*TASK TO CARRY OUT*:
Extract the entries in their exact form.

----------------

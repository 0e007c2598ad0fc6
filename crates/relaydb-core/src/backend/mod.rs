//! The backend seam.
//!
//! The middleware talks to its co-located relational engine only through
//! these two traits. `prepare` runs the buffered statement inside an open
//! transaction without committing, so a participant can vote before the
//! coordinator's decision arrives; the session stays pinned until
//! `commit` or `rollback`.

pub mod memory;
pub mod pool;

use crate::error::Result;

/// One result row, column values rendered as strings.
pub type Row = Vec<String>;

/// A relational backend reachable from this node.
pub trait Backend: Send + Sync + 'static {
    type Session: BackendSession;

    /// Open a session with an implicit transaction.
    fn begin(&self) -> Result<Self::Session>;

    /// Liveness probe for the underlying engine.
    fn ping(&self) -> bool;
}

/// A single backend transaction.
///
/// Dropping a session without committing discards its buffered work.
pub trait BackendSession: Send + 'static {
    /// Run a write statement; returns affected row count.
    fn execute(&mut self, sql: &str) -> Result<u64>;

    /// Run a read statement against committed state.
    fn query(&mut self, sql: &str) -> Result<Vec<Row>>;

    /// Validate the buffered statements (constraints, lock violations)
    /// without committing. After a successful prepare the session must be
    /// finished with `commit` or `rollback`.
    fn prepare(&mut self) -> Result<()>;

    /// Atomically apply the buffered statements; returns total affected rows.
    fn commit(&mut self) -> Result<u64>;

    /// Discard the buffered statements.
    fn rollback(&mut self) -> Result<()>;
}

----------------

*WRITTEN SOLUTION*:
repository 0e007c2598ad0fc6
filename crates/relaydb-core/src/backend/mod.rs
//! The backend seam.
//!
//! The middleware talks to its co-located relational engine only through
//! these two traits. `prepare` runs the buffered statement inside an open
//! transaction without committing, so a participant can vote before the
//! coordinator's decision arrives; the session stays pinned until
//! `commit` or `rollback`.

pub mod memory;
pub mod pool;

use crate::error::Result;

/// One result row, column values rendered as strings.
pub type Row = Vec<String>;

/// A relational backend reachable from this node.
pub trait Backend: Send + Sync + 'static {
    type Session: BackendSession;

    /// Open a session with an implicit transaction.
    fn begin(&self) -> Result<Self::Session>;

    /// Liveness probe for the underlying engine.
    fn ping(&self) -> bool;
}

/// A single backend transaction.
///
/// Dropping a session without committing discards its buffered work.
pub trait BackendSession: Send + 'static {
    /// Run a write statement; returns affected row count.
    fn execute(&mut self, sql: &str) -> Result<u64>;

    /// Run a read statement against committed state.
    fn query(&mut self, sql: &str) -> Result<Vec<Row>>;

    /// Validate the buffered statements (constraints, lock violations)
    /// without committing. After a successful prepare the session must be
    /// finished with `commit` or `rollback`.
    fn prepare(&mut self) -> Result<()>;

    /// Atomically apply the buffered statements; returns total affected rows.
    fn commit(&mut self) -> Result<u64>;

    /// Discard the buffered statements.
    fn rollback(&mut self) -> Result<()>;
}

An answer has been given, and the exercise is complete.